What needs to be done. Collect the lines of the entries where "PathBuf" shows up.

Stored data.

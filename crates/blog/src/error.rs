//! CLI error types.

use blog_config::ConfigError;
use blog_posts::ContextError;

/// CLI error type.
#[derive(Debug, thiserror::Error)]
pub(crate) enum CliError {
    #[error("{0}")]
    Config(#[from] ConfigError),

    #[error("{0}")]
    Context(#[from] ContextError),

    #[error("{0}")]
    Io(#[from] std::io::Error),

    #[error("{0}")]
    Validation(String),
}
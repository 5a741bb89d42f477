//! Raw post records as written by the content pipeline.
//!
//! The pipeline emits Gatsby-style edges (`{ "node": { ... } }`). Only
//! `frontmatter.title` and `frontmatter.category` are required.

use serde::{Deserialize, Serialize};

/// One post as supplied by the content pipeline.
#[derive(Clone, Debug, PartialEq, Eq, Serialize, Deserialize)]
pub struct RawPostRecord {
    pub node: PostNode,
}

#[derive(Clone, Debug, PartialEq, Eq, Serialize, Deserialize)]
pub struct PostNode {
    #[serde(default)]
    pub id: String,
    #[serde(default)]
    pub fields: PostFields,
    pub frontmatter: Frontmatter,
    /// Plain-text excerpt generated from the post body.
    #[serde(default, skip_serializing_if = "String::is_empty")]
    pub excerpt: String,
}

#[derive(Clone, Debug, Default, PartialEq, Eq, Serialize, Deserialize)]
pub struct PostFields {
    #[serde(default)]
    pub slug: String,
}

#[derive(Clone, Debug, PartialEq, Eq, Serialize, Deserialize)]
pub struct Frontmatter {
    pub title: String,
    /// Space-separated category labels.
    #[serde(alias = "categories")]
    pub category: String,
    #[serde(default)]
    pub date: String,
    #[serde(default, skip_serializing_if = "String::is_empty")]
    pub desc: String,
    #[serde(default, skip_serializing_if = "Option::is_none")]
    pub thumbnail: Option<String>,
}

impl RawPostRecord {
    /// Build a record with only the required fields set.
    #[must_use]
    pub fn new(title: impl Into<String>, category: impl Into<String>) -> Self {
        Self {
            node: PostNode {
                id: String::new(),
                fields: PostFields::default(),
                frontmatter: Frontmatter {
                    title: title.into(),
                    category: category.into(),
                    date: String::new(),
                    desc: String::new(),
                    thumbnail: None,
                },
                excerpt: String::new(),
            },
        }
    }
}

#[cfg(test)]
mod tests {
    use pretty_assertions::assert_eq;

    use super::*;

    #[test]
    fn test_parse_minimal_edge() {
        let json = r#"{ "node": { "frontmatter": { "title": "Hello", "category": "tech" } } }"#;
        let record: RawPostRecord = serde_json::from_str(json).unwrap();
        assert_eq!(record, RawPostRecord::new("Hello", "tech"));
    }

    #[test]
    fn test_parse_full_edge() {
        let json = r#"{
            "node": {
                "id": "abc-123",
                "fields": { "slug": "/react-tips/" },
                "excerpt": "Some tips",
                "frontmatter": {
                    "title": "React Tips",
                    "categories": "tech react",
                    "date": "2024-01-02",
                    "desc": "Tips for React",
                    "thumbnail": "./thumb.png"
                }
            }
        }"#;
        let record: RawPostRecord = serde_json::from_str(json).unwrap();
        let node = record.node;
        assert_eq!(node.id, "abc-123");
        assert_eq!(node.fields.slug, "/react-tips/");
        assert_eq!(node.excerpt, "Some tips");
        assert_eq!(node.frontmatter.category, "tech react");
        assert_eq!(node.frontmatter.date, "2024-01-02");
        assert_eq!(node.frontmatter.thumbnail.as_deref(), Some("./thumb.png"));
    }

    #[test]
    fn test_parse_missing_title_fails() {
        let json = r#"{ "node": { "frontmatter": { "category": "tech" } } }"#;
        assert!(serde_json::from_str::<RawPostRecord>(json).is_err());
    }
}
//! Light/dark color theme.

use std::fmt;
use std::str::FromStr;

use serde::{Deserialize, Serialize};

/// Page color theme.
#[derive(Clone, Copy, Debug, Default, PartialEq, Eq, Serialize, Deserialize)]
#[serde(rename_all = "lowercase")]
pub enum Theme {
    #[default]
    Light,
    Dark,
}

impl Theme {
    /// The other theme.
    #[must_use]
    pub fn toggle(self) -> Self {
        match self {
            Self::Light => Self::Dark,
            Self::Dark => Self::Light,
        }
    }

    pub fn is_dark(self) -> bool {
        self == Self::Dark
    }

    /// Icon on the toggle button: the theme a click switches to.
    pub fn toggle_icon(self) -> &'static str {
        match self {
            Self::Light => "moon",
            Self::Dark => "sun",
        }
    }

    pub fn as_str(self) -> &'static str {
        match self {
            Self::Light => "light",
            Self::Dark => "dark",
        }
    }
}

impl fmt::Display for Theme {
    fn fmt(&self, f: &mut fmt::Formatter<'_>) -> fmt::Result {
        f.write_str(self.as_str())
    }
}

/// Unrecognized theme name.
#[derive(Debug, thiserror::Error)]
#[error("Unknown theme '{0}', expected 'light' or 'dark'")]
pub struct ParseThemeError(String);

impl FromStr for Theme {
    type Err = ParseThemeError;

    fn from_str(s: &str) -> Result<Self, Self::Err> {
        match s.trim().to_ascii_lowercase().as_str() {
            "light" => Ok(Self::Light),
            "dark" => Ok(Self::Dark),
            _ => Err(ParseThemeError(s.to_owned())),
        }
    }
}
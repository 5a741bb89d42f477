//! Blog CLI - post listing engine.
//!
//! Provides commands for:
//! - `posts`: List the posts of a listing page, optionally filtered
//! - `render`: Render a listing page to static HTML
//! - `seo`: Print the SEO meta tags for a page

mod commands;
mod error;
mod output;

use std::path::PathBuf;

use clap::{Parser, Subcommand};
use tracing_subscriber::EnvFilter;

use commands::{PostsArgs, RenderArgs, SeoArgs};
use output::Output;

/// Blog - post listing engine.
#[derive(Parser)]
#[command(name = "blog", version, about)]
struct Cli {
    /// Path to configuration file (default: auto-discover blog.toml).
    #[arg(short, long, global = true)]
    config: Option<PathBuf>,

    /// Enable verbose output.
    #[arg(short, long, global = true)]
    verbose: bool,

    #[command(subcommand)]
    command: Commands,
}

#[derive(Subcommand)]
enum Commands {
    /// List the posts of a listing page.
    Posts(PostsArgs),
    /// Render a listing page to HTML.
    Render(RenderArgs),
    /// Print SEO meta tags.
    Seo(SeoArgs),
}

fn main() {
    let cli = Cli::parse();
    let output = Output::new();

    // --verbose enables INFO level, otherwise use RUST_LOG or default to WARN
    let filter = if cli.verbose {
        EnvFilter::new("info")
    } else {
        EnvFilter::from_default_env()
    };
    tracing_subscriber::fmt()
        .with_env_filter(filter)
        .with_writer(std::io::stderr)
        .init();

    let config_path = cli.config.as_deref();
    let result = match cli.command {
        Commands::Posts(args) => args.execute(),
        Commands::Render(args) => args.execute(config_path),
        Commands::Seo(args) => args.execute(config_path),
    };

    if let Err(err) = result {
        output.error(&format!("Error: {err}"));
        std::process::exit(1);
    }
}
//! CLI command implementations.

pub(crate) mod posts;
pub(crate) mod render;
pub(crate) mod seo;

use std::path::PathBuf;

use blog_listing::ListingController;
use blog_posts::PageContext;
use clap::Args;

use crate::error::CliError;

pub(crate) use posts::PostsArgs;
pub(crate) use render::RenderArgs;
pub(crate) use seo::SeoArgs;

/// Arguments shared by commands that work on one listing page.
#[derive(Args)]
pub(crate) struct ListingArgs {
    /// Page context JSON written by the content pipeline.
    #[arg(short = 'x', long)]
    context: PathBuf,

    /// Search term applied to post titles.
    #[arg(short, long, default_value = "")]
    search: String,
}

impl ListingArgs {
    /// Load the page context and apply the search term.
    pub(crate) fn load(&self) -> Result<ListingController, CliError> {
        let context = PageContext::load(&self.context)?;
        let mut listing = ListingController::from_context(&context);
        listing.set_search_term(self.search.as_str());
        Ok(listing)
    }
}
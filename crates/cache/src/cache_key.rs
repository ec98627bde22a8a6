use sha2::{Digest, Sha256};
use std::fmt::{Display, Formatter};

/// Identifies one logical provider request: the stage that issued it plus its query value.
///
/// Keys are hex encoded SHA-256 digests, so they are fixed-length and safe to use as file names.
#[derive(Debug, Clone, PartialEq, Eq, Hash)]
pub struct CacheKey(String);

impl CacheKey {
    /// Derive the key for a request made by `stage` with the query value `param`.
    pub fn for_request(stage: &str, param: &str) -> Self {
        let mut hasher = Sha256::new();
        hasher.update(stage.as_bytes());
        // The separator keeps ("ab", "c") and ("a", "bc") apart.
        hasher.update(b"\x1f");
        hasher.update(param.as_bytes());
        CacheKey(hex::encode(hasher.finalize()))
    }

    pub fn as_str(&self) -> &str {
        &self.0
    }
}

impl AsRef<str> for CacheKey {
    fn as_ref(&self) -> &str {
        self.as_str()
    }
}

impl Display for CacheKey {
    fn fmt(&self, f: &mut Formatter<'_>) -> std::fmt::Result {
        f.write_str(&self.0)
    }
}
mod provider_initialization;
mod web_initialization;

use crate::provider_initialization::initialize_resolver;
use crate::web_initialization::initialize_web_server;
use anyhow::Result;
use dotenv::dotenv;
use moviefinder_common::environment::variables::LOG_FILTER;
use tracing::info;
use tracing::level_filters::LevelFilter;
use tracing_subscriber::EnvFilter;

#[actix_web::main]
async fn main() -> Result<(), anyhow::Error> {
    dotenv().ok();

    // Set up logging framework, reading filter configuration from the environment variable
    // or defaulting to warning logs and above globally if the filter isn't specified.
    let filter = EnvFilter::try_from_env(LOG_FILTER)
        .unwrap_or_else(|_| EnvFilter::default().add_directive(LevelFilter::WARN.into()));
    let (writer, _guard) = tracing_appender::non_blocking(std::io::stdout());
    tracing_subscriber::fmt()
        .with_env_filter(filter)
        .with_writer(writer)
        .init();

    info!("Initializing MovieFinder...");
    let resolver = initialize_resolver()?;

    info!("Starting up web server...");
    let http_server = initialize_web_server(resolver)?;

    info!("MovieFinder started!");
    http_server.await?;

    info!("Shutting MovieFinder down.");
    Ok(())
}
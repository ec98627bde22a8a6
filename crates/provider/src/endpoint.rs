use strum_macros::AsRefStr;

/// The provider endpoints used while resolving a movie.
#[derive(Debug, Clone, Copy, PartialEq, Eq, Hash, AsRefStr)]
#[strum(serialize_all = "lowercase")]
pub enum Endpoint {
    /// Search by title; answers with a `results` array.
    Search,
    /// Full detail record by provider id.
    Title,
    /// Ratings by provider id; answers with an `imDb` field.
    Ratings,
}
use actix_web::dev::Server;
use actix_web::{web, App, HttpServer};
use anyhow::{Context, Result};
use moviefinder_common::environment::{
    get_env_var_or, parse_env_var_or,
    variables::{WEB_HOST, WEB_PORT},
};
use moviefinder_movies_api::{movies_config, MovieFinderRootSpan};
use moviefinder_provider::ImdbApiClient;
use moviefinder_resolver::MovieResolver;
use tracing_actix_web::TracingLogger;

const WEB_HOST_DEFAULT: &str = "127.0.0.1";
const WEB_PORT_DEFAULT: u16 = 8080;

/// Bind the HTTP server. The returned [Server] runs until it is stopped by a shutdown signal.
pub fn initialize_web_server(resolver: MovieResolver<ImdbApiClient>) -> Result<Server> {
    let resolver = web::Data::new(resolver);
    let host = get_env_var_or(WEB_HOST, WEB_HOST_DEFAULT);
    let port = get_port()?;
    let http_server = HttpServer::new(move || {
        App::new()
            .wrap(TracingLogger::<MovieFinderRootSpan>::new())
            .app_data(resolver.clone())
            .configure(movies_config::<ImdbApiClient>)
    })
    .bind((host.as_str(), port))
    .with_context(|| format!("Failed to bind to {}:{}.", host, port))?
    .run();

    Ok(http_server)
}

fn get_port() -> Result<u16> {
    parse_env_var_or(WEB_PORT, WEB_PORT_DEFAULT)
}
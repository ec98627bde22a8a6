//! The list of environment variables used throughout the application.

// Provider environment variables
pub const API_KEY: &str = "MOVIEFINDER_API_KEY";
pub const SEARCH_URL: &str = "MOVIEFINDER_SEARCH_URL";
pub const TITLE_URL: &str = "MOVIEFINDER_TITLE_URL";
pub const RATINGS_URL: &str = "MOVIEFINDER_RATINGS_URL";
pub const HTTP_TIMEOUT_SECONDS: &str = "MOVIEFINDER_HTTP_TIMEOUT_SECONDS";

// Cache environment variables
pub const CACHE_BACKEND: &str = "MOVIEFINDER_CACHE_BACKEND";
pub const CACHE_DIR: &str = "MOVIEFINDER_CACHE_DIR";
pub const CACHE_TTL_SECONDS: &str = "MOVIEFINDER_CACHE_TTL_SECONDS";

// Web API environment variables
pub const WEB_HOST: &str = "MOVIEFINDER_WEB_HOST";
pub const WEB_PORT: &str = "MOVIEFINDER_WEB_PORT";

// Miscellaneous
pub const LOG_FILTER: &str = "MOVIEFINDER_LOG_FILTER";
use actix_web::body::MessageBody;
use actix_web::dev::{ServiceRequest, ServiceResponse};
use actix_web::Error;
use tracing::Span;
use tracing_actix_web::{DefaultRootSpanBuilder, RootSpanBuilder};

/// Root span for every request, with room for the movie being looked up.
pub struct MovieFinderRootSpan;

impl RootSpanBuilder for MovieFinderRootSpan {
    fn on_request_start(request: &ServiceRequest) -> Span {
        use tracing::field::Empty;

        tracing_actix_web::root_span!(
            request,
            movie_title = Empty,
            movie_year = Empty,
            movie_id = Empty
        )
    }

    fn on_request_end<B: MessageBody>(span: Span, outcome: &Result<ServiceResponse<B>, Error>) {
        DefaultRootSpanBuilder::on_request_end(span, outcome);
    }
}
//! Drives one resolution through search, disambiguation, detail fetch and the optional rating
//! fallback.

use crate::disambiguator;
use crate::models::{MovieDetail, MovieRecord, Ratings, SearchCandidate, SearchResults};
use crate::normalizer::normalize;
use crate::{RequestContext, ResolveError, ResolveStage};
use moviefinder_provider::{Endpoint, ProviderClient, TRANSIENT_FAILURE_MESSAGE};
use serde::de::DeserializeOwned;
use serde_json::Value;
use tracing::{debug, info, warn};

/// Resolves titles against a [ProviderClient]. Cheap to share between requests; each resolution
/// keeps its state in its own [RequestContext].
#[derive(Debug, Clone)]
pub struct MovieResolver<P: ProviderClient> {
    provider: P,
}

impl<P: ProviderClient> MovieResolver<P> {
    pub fn new(provider: P) -> Self {
        MovieResolver { provider }
    }

    pub fn provider(&self) -> &P {
        &self.provider
    }

    /// Resolve the title held by `context` into a [MovieRecord].
    ///
    /// On return the context is either [ResolveStage::Done] or [ResolveStage::Failed], with the
    /// error recorded in the latter case.
    pub async fn resolve(&self, context: &mut RequestContext) -> Result<MovieRecord, ResolveError> {
        match self.run(context).await {
            Ok(record) => {
                context.advance(ResolveStage::Done);
                info!(movie_id = ?context.resolved_id, "Resolved movie.");
                Ok(record)
            }
            Err(e) => {
                debug!(error = ?e, stage = ?context.stage(), "Resolution failed.");
                Err(context.fail(e))
            }
        }
    }

    async fn run(&self, context: &mut RequestContext) -> Result<MovieRecord, ResolveError> {
        if context.normalized_title.is_empty() {
            return Err(ResolveError::InvalidRequest);
        }

        context.advance(ResolveStage::Searching);
        let candidates = self.search(&context.normalized_title).await?;

        context.advance(ResolveStage::Disambiguating);
        let id = disambiguator::resolve(&candidates, context.year.as_deref())?;
        context.resolved_id = Some(id.clone());

        context.advance(ResolveStage::FetchingDetail);
        let mut detail = self.fetch_detail(&id).await?;
        if !detail.has_rating() {
            context.advance(ResolveStage::FetchingRating);
            detail.rating_raw = self.fetch_rating(&id).await;
        }

        context.advance(ResolveStage::Assembling);
        MovieRecord::try_from(detail)
    }

    /// Search by title and keep only the candidates whose title matches exactly once normalized.
    async fn search(&self, normalized_title: &str) -> Result<Vec<SearchCandidate>, ResolveError> {
        let value = self.provider.call(Endpoint::Search, normalized_title).await?;
        let results: SearchResults = decode(Endpoint::Search, value)?;
        let total = results.results.len();
        let candidates: Vec<SearchCandidate> = results
            .results
            .into_iter()
            .filter(|c| normalize(&c.title) == normalized_title)
            .collect();
        debug!(
            results = total,
            candidates = candidates.len(),
            "Filtered search results by title."
        );

        Ok(candidates)
    }

    /// Any failure here means the movie cannot be reported, so it is classified as not found.
    async fn fetch_detail(&self, id: &str) -> Result<MovieDetail, ResolveError> {
        let value = self
            .provider
            .call(Endpoint::Title, id)
            .await
            .map_err(|e| ResolveError::NotFound(e.to_string()))?;

        decode(Endpoint::Title, value)
            .map_err(|_| ResolveError::NotFound(String::from(TRANSIENT_FAILURE_MESSAGE)))
    }

    /// Never fails; a rating that cannot be fetched comes back empty and is later read as zero.
    async fn fetch_rating(&self, id: &str) -> String {
        let result = match self.provider.call(Endpoint::Ratings, id).await {
            Ok(value) => decode::<Ratings>(Endpoint::Ratings, value),
            Err(e) => Err(e.into()),
        };
        match result {
            Ok(ratings) => ratings.imdb,
            Err(e) => {
                warn!(movie_id = id, error = ?e, "Rating fallback failed; defaulting the rating.");
                String::new()
            }
        }
    }
}

fn decode<T: DeserializeOwned>(endpoint: Endpoint, value: Value) -> Result<T, ResolveError> {
    serde_json::from_value(value).map_err(|e| {
        warn!(
            provider.endpoint = endpoint.as_ref(),
            error = %e,
            "Provider response has an unexpected shape."
        );
        ResolveError::Transient
    })
}
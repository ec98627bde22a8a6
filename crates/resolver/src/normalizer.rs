//! Text clean-up used before comparing titles and years.

use lazy_static::lazy_static;
use regex::Regex;

lazy_static! {
    // An unterminated tag swallows the rest of the text.
    static ref MARKUP_TAG: Regex = Regex::new(r"<[^>]*(?:>|$)").unwrap();
    static ref YEAR: Regex = Regex::new(r"[0-9]{4}").unwrap();
}

/// Strip markup tags, trim surrounding whitespace and lowercase `text`.
///
/// Never fails; empty input gives empty output. Applying it twice gives the same result as
/// applying it once.
pub fn normalize(text: &str) -> String {
    MARKUP_TAG.replace_all(text, "").trim().to_lowercase()
}

/// The first run of four consecutive ASCII digits in `text`, if any.
pub fn extract_year(text: &str) -> Option<&str> {
    YEAR.find(text).map(|m| m.as_str())
}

Task answer.
use std::path::PathBuf;
    config: Option<PathBuf>,
use std::path::PathBuf;
    context: PathBuf,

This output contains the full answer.